Akan tetapi, Kristus yang memiliki kuasa atas semesta sekalipun memilih suatu jalan yang unik yaitu, memasuki realitas kehidupan ciptaan-Nya dengan datang menjadi manusia. Bahkan Ia dengan rela mengurbankan diri, menumpahkan darah di kayu salib demi memperdamaikan keterpisahan antara Allah dengan semua realitas di bumi maupu di sorga (ayat 20). Dari kepenuhan-Nya di tempat yang mahatinggi Ia rela mengosongkan dirinya memasuki realitas hamba yang berkurban bagi umat ciptaan-Nya.

Tak pernah ada yang bisa melakukan sama seperti Yesus. Namun menarik bahwa pernah ada seorang raja yang dikenal dari keunikannya berelasi dan berkarya mendekati pola Kristus. Ialah Sri Sultan Hamengkubuwono IX yang pernah ‘menyebabkan’ seorang wanita pedagang beras pingsan! Hal ini disaksikan langsung oleh SK Trimurti, istri dari Sayuti Melik, pengetik naskah proklamasi. Dalam buku Takhta untuk Rakyat, ia menceritakan bagaimana dirinya mengalami langsung sikap ringan tangan Sultan. Kejadiannya pada tahun 1946 saat ia dalam perjalanan dari Jl. Malioboro menuju rumahnya di Jl. Pakuningratan (utara Tugu Yogyakarta). Ia penasaran ketika melihat kerumunan yang ada. Ternyata ada seorang wanita pingsan. Awalnya, wanita itu memberhentikan jip untuk menumpang ke pasar Kranggan. Setelah sampai, wanita itu meminta sopir mobil itu untuk menurunkan semua dagangannya, lalu ia bersiap membayar jasa. Namun sopir itu menolak dengan halus pemberian tersebut. Dengan emosi, wanita itu mengatakan apakah uangnya kurang. Namun sopir itu segera berlalu menuju arah selatan. Kemudian datanglah seorang polisi menghampiri wanita itu dan bertanya, ”Apakah mbakyu tahu, siapa sopir tadi?” Wanita itu menjawab, ”Sopir ya sopir. Habis perkara! Saya tidak perlu tahu namanya. Memang sopir tadi agak aneh.” Lalu polisi itu menimpali, ”Kalau mbakyu belum tahu, akan saya kasih tahu. Sopir tadi adalah Sri Sultan Hamengkubuwono IX!” Mendengar itu, pingsanlah wanita tadi. Sultan memang gemar menyetir sendiri dan senang memberi tumpangan. Dia senang bisa membantu masyarakat.

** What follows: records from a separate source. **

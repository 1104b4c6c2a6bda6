//! Editor integration for Beanstalk-hosted repositories.
//!
//! The editor implements [`EditorHost`] and forwards its commands to
//! [`Plugin::run`]. Link commands open pages of the hosted repository;
//! the deploy command runs the release workflow in the background.

pub mod command;
pub mod host;
pub mod logging;
pub mod messages;
pub mod plugin;

pub use command::PluginCommand;
pub use host::EditorHost;
pub use logging::init_logging;
pub use messages::{Remediation, UserMessage, user_message};
pub use plugin::{CommandOutcome, Plugin};
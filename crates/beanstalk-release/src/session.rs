//! A detected repository bound to an authenticated API client.

use std::sync::Arc;

use beanstalk_core::api::HostedApi;
use beanstalk_core::release::{Environment, Release, RemoteHeads};
use beanstalk_core::{EnvironmentId, Error, RepositoryId, RepositoryIdentity, Result};
use beanstalk_vcs::RepositoryDetector;
use tokio::sync::OnceCell;
use tracing::{debug, warn};

/// One repository for the duration of a workflow run.
///
/// The hosted repository id is looked up on first use and kept for the
/// session's lifetime.
pub struct RepositorySession {
    identity: RepositoryIdentity,
    api: Arc<dyn HostedApi>,
    detector: RepositoryDetector,
    repository_id: OnceCell<Option<RepositoryId>>,
}

impl RepositorySession {
    pub fn new(
        identity: RepositoryIdentity,
        api: Arc<dyn HostedApi>,
        detector: RepositoryDetector,
    ) -> Self {
        Self {
            identity,
            api,
            detector,
            repository_id: OnceCell::new(),
        }
    }

    pub fn identity(&self) -> &RepositoryIdentity {
        &self.identity
    }

    /// Hosted id of the repository, `None` when no repository carries its
    /// name exactly once.
    pub async fn repository_id(&self) -> Result<Option<RepositoryId>> {
        let id = self
            .repository_id
            .get_or_try_init(|| async {
                let id = self.api.find_repository_id(self.identity.name()).await?;
                debug!(repository = %self.identity.name(), id = ?id, "Resolved repository id");
                Ok::<_, Error>(id)
            })
            .await?;

        Ok(*id)
    }

    /// Server environments of the repository; empty when the repository is
    /// unknown to the service.
    pub async fn environments(&self) -> Result<Vec<Environment>> {
        match self.repository_id().await? {
            Some(id) => self.api.list_environments(id).await,
            None => {
                warn!(repository = %self.identity.name(), "Repository not found on the service");
                Ok(Vec::new())
            }
        }
    }

    pub async fn remote_heads(&self) -> Result<RemoteHeads> {
        Ok(self.detector.remote_heads(&self.identity).await?)
    }

    pub async fn release(
        &self,
        environment_id: EnvironmentId,
        revision: &str,
        message: &str,
    ) -> Result<Release> {
        let id = self
            .repository_id()
            .await?
            .ok_or_else(|| Error::RepositoryNotFound(self.identity.name().to_string()))?;

        self.api
            .create_release(id, environment_id, revision, message)
            .await
    }
}
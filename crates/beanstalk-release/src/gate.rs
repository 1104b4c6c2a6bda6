//! Credential gating before authenticated calls.

use beanstalk_config::CredentialResolver;
use beanstalk_core::{Error, RepositoryIdentity, Result};
use tracing::debug;

/// Make sure `identity` carries usable HTTP credentials.
///
/// Credentials embedded in the working copy are kept as they are. Otherwise
/// the resolver is consulted; if it has nothing complete either, fails with
/// [`Error::MissingCredentials`] and no call should be attempted.
pub async fn ensure_credentials(
    identity: &mut RepositoryIdentity,
    resolver: &CredentialResolver,
) -> Result<()> {
    if identity.credentials().is_complete() {
        return Ok(());
    }

    debug!(account = %identity.account(), "Working copy carries no credentials");

    let resolved = resolver.resolve(identity.account()).await;
    if !resolved.is_complete() {
        return Err(Error::MissingCredentials(identity.account().to_string()));
    }

    identity.set_credentials(resolved);
    Ok(())
}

Sri Sultan Hamengkubuwono IX adalah contoh menarik dari seorang raja yang membaur dengan masyarakat sederhana untuk mengetahui keseharian mereka dan membantu mereka yang membutuhkan pertolongan. Entah apa yang membuat Sri Sultan Hamengkubuwono IX bertindak sedemikian, namun bila Kristus ditanya mengapa Ia melakukan-Nya, semata karena ketaatan dan kerelaan bukan emosi sesaat apalagi pencitraan demi kekuasaan.

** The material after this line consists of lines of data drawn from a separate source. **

//! Repository detection across supported VCS kinds.

use std::path::Path;
use std::sync::Arc;

use beanstalk_core::release::RemoteHeads;
use beanstalk_core::RepositoryIdentity;
use tracing::{debug, info};

use crate::command::{CommandRunner, SystemRunner};
use crate::error::{VcsError, VcsResult};
use crate::git::Git;
use crate::svn::Svn;

/// Identifies the hosted repository behind a working copy.
///
/// Git is tried first, then Subversion. Any failure while extracting one
/// kind moves on to the next; only when both fail does detection report
/// [`VcsError::NotAHostedRepository`].
#[derive(Clone)]
pub struct RepositoryDetector {
    git: Git,
    svn: Svn,
}

impl RepositoryDetector {
    pub fn new(runner: Arc<dyn CommandRunner>) -> Self {
        Self {
            git: Git::new(runner.clone()),
            svn: Svn::new(runner),
        }
    }

    /// Detector that runs the real `git` and `svn` executables.
    pub fn system() -> Self {
        Self::new(Arc::new(SystemRunner))
    }

    pub async fn detect(&self, path: &Path) -> VcsResult<RepositoryIdentity> {
        match self.git.identify(path).await {
            Ok(git) => {
                info!(path = %path.display(), web_uri = %git.hosted.web_uri, "Detected git repository");
                return Ok(RepositoryIdentity::Git(git));
            }
            Err(e) => debug!(path = %path.display(), error = %e, "Git detection failed"),
        }

        match self.svn.identify(path).await {
            Ok(svn) => {
                info!(path = %path.display(), web_uri = %svn.hosted.web_uri, "Detected svn repository");
                return Ok(RepositoryIdentity::Svn(svn));
            }
            Err(e) => debug!(path = %path.display(), error = %e, "Subversion detection failed"),
        }

        Err(VcsError::NotAHostedRepository(path.to_path_buf()))
    }

    /// Current state of the hosted remote: branch heads for Git, the latest
    /// revision for Subversion.
    pub async fn remote_heads(&self, identity: &RepositoryIdentity) -> VcsResult<RemoteHeads> {
        match identity {
            RepositoryIdentity::Git(git) => Ok(RemoteHeads::Git(self.git.remote_heads(git).await?)),
            RepositoryIdentity::Svn(svn) => Ok(RemoteHeads::Svn(self.svn.remote_revision(svn).await?)),
        }
    }
}

#[cfg(test)]
mod tests {
    use super::*;
    use crate::testing::ScriptedRunner;
    use beanstalk_core::{RemoteProtocol, VcsKind};

    fn scenario_a() -> ScriptedRunner {
        ScriptedRunner::new()
            .on("git rev-parse", "")
            .on(
                "git remote -v",
                "origin\tgit@git.example.beanstalkapp.com:acct/myrepo.git (fetch)\n\
                 origin\tgit@git.example.beanstalkapp.com:acct/myrepo.git (push)",
            )
            .on("git branch", "* master")
            .on("git rev-parse HEAD", "0123456789abcdef0123456789abcdef01234567")
            .on("git rev-parse --show-toplevel", "/repo")
    }

    #[tokio::test]
    async fn test_detect_git_over_ssh() {
        let detector = RepositoryDetector::new(Arc::new(scenario_a()));
        let identity = detector.detect(Path::new("/repo")).await.unwrap();

        let RepositoryIdentity::Git(git) = &identity else {
            panic!("expected a git identity");
        };
        assert_eq!(git.protocol, RemoteProtocol::Ssh);
        assert_eq!(identity.account(), "acct");
        assert_eq!(identity.name(), "myrepo");
        assert_eq!(identity.web_uri(), "acct.beanstalkapp.com/myrepo");
        assert_eq!(identity.credentials().username, "");
        assert_eq!(identity.credentials().password, "");
    }

    #[tokio::test]
    async fn test_detect_is_idempotent() {
        let detector = RepositoryDetector::new(Arc::new(scenario_a()));
        let first = detector.detect(Path::new("/repo")).await.unwrap();
        let second = detector.detect(Path::new("/repo")).await.unwrap();
        assert_eq!(first, second);
    }

    #[tokio::test]
    async fn test_falls_back_to_svn() {
        let runner = ScriptedRunner::new().on(
            "svn info",
            "URL: https://acme.svn.beanstalkapp.com/site/trunk\n\
             Repository Root: https://acme.svn.beanstalkapp.com/site\n\
             Revision: 7\n",
        );
        let detector = RepositoryDetector::new(Arc::new(runner));
        let identity = detector.detect(Path::new("/work/site")).await.unwrap();

        assert_eq!(identity.kind(), VcsKind::Svn);
        assert_eq!(identity.branch(), Some("trunk"));
    }

    #[tokio::test]
    async fn test_git_without_hosted_remote_falls_back_to_svn() {
        let runner = Arc::new(
            ScriptedRunner::new()
                .on("git rev-parse", "")
                .on("git remote -v", "origin\tgit@github.com:acme/site.git (fetch)")
                .on_failure("svn info", "svn: E155007: not a working copy"),
        );
        let detector = RepositoryDetector::new(runner.clone());

        let err = detector.detect(Path::new("/work/site")).await.unwrap_err();
        assert!(matches!(err, VcsError::NotAHostedRepository(_)));
        assert!(runner.calls().contains(&"svn info".to_string()));
    }

    #[tokio::test]
    async fn test_foreign_svn_is_not_hosted() {
        let runner = ScriptedRunner::new().on(
            "svn info",
            "URL: https://svn.example.org/site/trunk\n\
             Repository Root: https://svn.example.org/site\n\
             Revision: 7\n",
        );
        let detector = RepositoryDetector::new(Arc::new(runner));
        let err = detector.detect(Path::new("/work/site")).await.unwrap_err();
        assert!(matches!(err, VcsError::NotAHostedRepository(_)));
    }

    #[tokio::test]
    async fn test_remote_heads_for_git() {
        let runner = scenario_a().on(
            "git ls-remote -h https://:@acct.git.beanstalkapp.com/myrepo.git",
            "deadbeef\trefs/heads/master\ncafebabe\trefs/heads/develop",
        );
        let detector = RepositoryDetector::new(Arc::new(runner));
        let identity = detector.detect(Path::new("/repo")).await.unwrap();

        let RemoteHeads::Git(heads) = detector.remote_heads(&identity).await.unwrap() else {
            panic!("expected git heads");
        };
        assert_eq!(heads.len(), 2);
        assert_eq!(heads.get("develop").map(String::as_str), Some("cafebabe"));
    }
}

Hal ini dibuktikannya dengan taat sampai mati di kayu salib. Di kayu salib itu, ketika kekuasaan-Nya diragukan, Kristus justru sedang menyatakan kuasa-Nya dengan penuh belas kasihan. Ia tak menghardik para elit, prajurit dan orang-orang yang gagal paham dan mengolok-olok-Nya, sebab Ia menyatakan kuasa tak memerlukan kekerasan. Ialah RAJA yang SEJATI sekalipun Ia menguasai SEMESTA sekalipun. Seorang raja sejati memimpin umat dengan hati, bukan memanfaatkan mereka untuk kepentingan diri sendiri, tidak oportunis dan menyalahgunakan wewenang untuk menekan umat demi kenikmatan, fasilitas kemudahan dalam berbagai hal.

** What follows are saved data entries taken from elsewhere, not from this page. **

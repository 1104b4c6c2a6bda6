//! At most one in-flight release per repository.

use std::collections::HashSet;
use std::sync::{Arc, Mutex, MutexGuard};

use beanstalk_core::{Error, Result};
use tracing::debug;

/// Tracks repositories with a release in progress, keyed by web URI.
#[derive(Debug, Clone, Default)]
pub struct ReleaseGuard {
    in_flight: Arc<Mutex<HashSet<String>>>,
}

impl ReleaseGuard {
    pub fn new() -> Self {
        Self::default()
    }

    fn lock(&self) -> MutexGuard<'_, HashSet<String>> {
        self.in_flight
            .lock()
            .unwrap_or_else(|poisoned| poisoned.into_inner())
    }

    /// Claim `key` until the returned ticket is dropped.
    pub fn acquire(&self, key: &str) -> Result<ReleaseTicket> {
        if !self.lock().insert(key.to_string()) {
            return Err(Error::ReleaseInProgress(key.to_string()));
        }

        debug!(repository = %key, "Release slot acquired");
        Ok(ReleaseTicket {
            guard: self.clone(),
            key: key.to_string(),
        })
    }

    pub fn is_in_flight(&self, key: &str) -> bool {
        self.lock().contains(key)
    }
}

/// Held for the lifetime of one release run.
#[derive(Debug)]
pub struct ReleaseTicket {
    guard: ReleaseGuard,
    key: String,
}

impl Drop for ReleaseTicket {
    fn drop(&mut self) {
        self.guard.lock().remove(&self.key);
        debug!(repository = %self.key, "Release slot released");
    }
}
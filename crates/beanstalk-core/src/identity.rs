//! Repository identity extracted from a working copy.
//!
//! An identity is built once per command invocation by the VCS extractor and
//! only ever mutated to fill in HTTP credentials before the first
//! authenticated call.

use std::fmt;
use std::path::{Path, PathBuf};

use serde::{Deserialize, Serialize};

use crate::hosted::{GIT_DOMAIN, HOSTED_DOMAIN};
use crate::id::EnvironmentId;
use crate::urls::{self, DEFAULT_BRANCH};

/// Which version control system a working copy uses.
#[derive(Debug, Clone, Copy, PartialEq, Eq, Hash, Serialize, Deserialize)]
#[serde(rename_all = "lowercase")]
pub enum VcsKind {
    Git,
    Svn,
}

impl fmt::Display for VcsKind {
    fn fmt(&self, f: &mut fmt::Formatter<'_>) -> fmt::Result {
        match self {
            VcsKind::Git => write!(f, "git"),
            VcsKind::Svn => write!(f, "svn"),
        }
    }
}

/// How a Git remote was declared.
#[derive(Debug, Clone, Copy, PartialEq, Eq, Serialize, Deserialize)]
#[serde(rename_all = "lowercase")]
pub enum RemoteProtocol {
    Ssh,
    Http,
}

impl fmt::Display for RemoteProtocol {
    fn fmt(&self, f: &mut fmt::Formatter<'_>) -> fmt::Result {
        match self {
            RemoteProtocol::Ssh => write!(f, "ssh"),
            RemoteProtocol::Http => write!(f, "http"),
        }
    }
}

/// HTTP credentials. Both fields are empty strings when unknown.
#[derive(Clone, Default, PartialEq, Eq)]
pub struct Credentials {
    pub username: String,
    pub password: String,
}

impl Credentials {
    /// Credentials from a username and a password.
    pub fn new(username: impl Into<String>, password: impl Into<String>) -> Self {
        Self {
            username: username.into(),
            password: password.into(),
        }
    }

    /// Both username and password are present.
    pub fn is_complete(&self) -> bool {
        !self.username.is_empty() && !self.password.is_empty()
    }
}

impl fmt::Debug for Credentials {
    fn fmt(&self, f: &mut fmt::Formatter<'_>) -> fmt::Result {
        let password = if self.password.is_empty() {
            ""
        } else {
            "[REDACTED]"
        };
        f.debug_struct("Credentials")
            .field("username", &self.username)
            .field("password", &password)
            .finish()
    }
}

/// Fields every hosted repository carries regardless of VCS.
#[derive(Debug, Clone, PartialEq, Eq)]
pub struct HostedRepository {
    /// Account slug, e.g. `acme` for `acme.beanstalkapp.com`.
    pub account: String,
    /// Last path segment of the web URI.
    pub repository_name: String,
    /// Canonical `host/path` form used to build every web link.
    pub web_uri: String,
    pub credentials: Credentials,
}

/// A Git working copy whose remote points at the hosted service.
#[derive(Debug, Clone, PartialEq, Eq)]
pub struct GitIdentity {
    pub hosted: HostedRepository,
    pub remote_alias: String,
    /// The remote as declared, without scheme or embedded credentials for
    /// HTTPS remotes.
    pub remote_uri: String,
    pub protocol: RemoteProtocol,
    /// Checked-out branch; `None` when `git branch` marks none as current.
    pub branch: Option<String>,
    /// Full commit hash of `HEAD`.
    pub revision: String,
    /// Directory the command was invoked from.
    pub working_dir: PathBuf,
    /// Output of `git rev-parse --show-toplevel`.
    pub toplevel: PathBuf,
}

impl GitIdentity {
    /// Host and path used for HTTPS access, without scheme or credentials.
    pub fn http_uri(&self) -> String {
        match self.protocol {
            RemoteProtocol::Http => self.remote_uri.clone(),
            RemoteProtocol::Ssh => format!(
                "{}.git",
                self.hosted.web_uri.replace(HOSTED_DOMAIN, GIT_DOMAIN)
            ),
        }
    }

    /// Path of `file` (relative to the working directory) from the
    /// repository root.
    pub fn repository_path(&self, file: &Path) -> String {
        if self.working_dir == self.toplevel {
            return to_url_path(file);
        }

        match self.working_dir.strip_prefix(&self.toplevel) {
            Ok(subdir) => to_url_path(&subdir.join(file)),
            Err(_) => to_url_path(file),
        }
    }

    fn branch_or_default(&self) -> &str {
        self.branch.as_deref().unwrap_or(DEFAULT_BRANCH)
    }
}

/// A Subversion working copy checked out from the hosted service.
#[derive(Debug, Clone, PartialEq, Eq)]
pub struct SvnIdentity {
    pub hosted: HostedRepository,
    /// Checkout URL without scheme or embedded credentials.
    pub uri: String,
    /// Path of the checkout below the repository root, e.g. `trunk`.
    pub branch: String,
    pub revision: u64,
    pub working_dir: PathBuf,
}

/// Identifier of the checked-out state of a working copy.
#[derive(Debug, Clone, PartialEq, Eq)]
pub enum Revision {
    Commit(String),
    Number(u64),
}

impl fmt::Display for Revision {
    fn fmt(&self, f: &mut fmt::Formatter<'_>) -> fmt::Result {
        match self {
            Revision::Commit(hash) => write!(f, "{}", hash),
            Revision::Number(number) => write!(f, "{}", number),
        }
    }
}

/// A working copy identified as a hosted repository.
#[derive(Debug, Clone, PartialEq, Eq)]
pub enum RepositoryIdentity {
    Git(GitIdentity),
    Svn(SvnIdentity),
}

impl RepositoryIdentity {
    /// Version control system of the working copy.
    pub fn kind(&self) -> VcsKind {
        match self {
            RepositoryIdentity::Git(_) => VcsKind::Git,
            RepositoryIdentity::Svn(_) => VcsKind::Svn,
        }
    }

    /// Fields shared by both VCS kinds.
    pub fn hosted(&self) -> &HostedRepository {
        match self {
            RepositoryIdentity::Git(git) => &git.hosted,
            RepositoryIdentity::Svn(svn) => &svn.hosted,
        }
    }

    /// Account slug on the hosted service.
    pub fn account(&self) -> &str {
        &self.hosted().account
    }

    /// Repository name as listed by the API.
    pub fn name(&self) -> &str {
        &self.hosted().repository_name
    }

    /// Canonical `host/path` of the repository.
    pub fn web_uri(&self) -> &str {
        &self.hosted().web_uri
    }

    /// HTTP credentials, possibly empty.
    pub fn credentials(&self) -> &Credentials {
        &self.hosted().credentials
    }

    /// Fill in credentials resolved outside the working copy.
    pub fn set_credentials(&mut self, credentials: Credentials) {
        match self {
            RepositoryIdentity::Git(git) => git.hosted.credentials = credentials,
            RepositoryIdentity::Svn(svn) => svn.hosted.credentials = credentials,
        }
    }

    /// Checked-out branch. Always present for Subversion.
    pub fn branch(&self) -> Option<&str> {
        match self {
            RepositoryIdentity::Git(git) => git.branch.as_deref(),
            RepositoryIdentity::Svn(svn) => Some(&svn.branch),
        }
    }

    /// Checked-out commit or revision number.
    pub fn revision(&self) -> Revision {
        match self {
            RepositoryIdentity::Git(git) => Revision::Commit(git.revision.clone()),
            RepositoryIdentity::Svn(svn) => Revision::Number(svn.revision),
        }
    }

    /// Directory detection started from.
    pub fn working_dir(&self) -> &Path {
        match self {
            RepositoryIdentity::Git(git) => &git.working_dir,
            RepositoryIdentity::Svn(svn) => &svn.working_dir,
        }
    }

    /// Source view of `file` (relative to the working directory).
    pub fn browse_file_url(&self, file: &Path) -> String {
        match self {
            RepositoryIdentity::Git(git) => urls::git_browse_file_url(
                &git.hosted.web_uri,
                &git.repository_path(file),
                git.branch_or_default(),
            ),
            RepositoryIdentity::Svn(svn) => {
                urls::svn_browse_file_url(&svn.hosted.web_uri, &to_url_path(file), &svn.branch)
            }
        }
    }

    /// Blame view of `file` at the checked-out revision.
    pub fn blame_file_url(&self, file: &Path) -> String {
        match self {
            RepositoryIdentity::Git(git) => urls::git_blame_file_url(
                &git.hosted.web_uri,
                &git.repository_path(file),
                &git.revision,
                git.branch_or_default(),
            ),
            RepositoryIdentity::Svn(svn) => urls::svn_blame_file_url(
                &svn.hosted.web_uri,
                &to_url_path(file),
                svn.revision,
                &svn.branch,
            ),
        }
    }

    /// Rendered preview of `file` at the checked-out revision.
    pub fn preview_file_url(&self, file: &Path) -> String {
        match self {
            RepositoryIdentity::Git(git) => urls::git_preview_file_url(
                &git.hosted.web_uri,
                &git.repository_path(file),
                &git.revision,
                git.branch_or_default(),
            ),
            RepositoryIdentity::Svn(svn) => urls::svn_preview_file_url(
                &svn.hosted.web_uri,
                &to_url_path(file),
                svn.revision,
                &svn.branch,
            ),
        }
    }

    /// Activity page of the repository.
    pub fn activity_url(&self) -> String {
        urls::activity_url(self.web_uri())
    }

    /// Environments page of the repository.
    pub fn deployments_url(&self) -> String {
        urls::deployments_url(self.web_uri())
    }

    /// Page of an environment, opened after a release.
    pub fn release_environment_url(&self, environment_id: EnvironmentId) -> String {
        urls::release_environment_url(self.web_uri(), environment_id)
    }
}

/// Join path components with `/` and drop leading separators.
pub fn to_url_path(path: &Path) -> String {
    let joined = path
        .components()
        .filter_map(|c| match c {
            std::path::Component::Normal(part) => Some(part.to_string_lossy().into_owned()),
            _ => None,
        })
        .collect::<Vec<_>>()
        .join("/");
    joined.trim_start_matches(['/', '\\']).to_string()
}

KRISTUS SANG RAJA SEMESTA, telah memberikan teladan-Nya, kini tugas kita yang menyongsong kedatangan-Nya kembali untuk menerapkannya. Sudah waktunya hentikan imajinasi tentang kenikmatan sorga, sebab Kristus menanti kita berempati pada sesama, bersikap adil pada yang lemah, dan menyatakan kuasa kasih Allah tanpa kekerasan. Sebab kerajaan Allah harus diwujudnyatakan secara nyata di bumi seperti di sorga. Amin.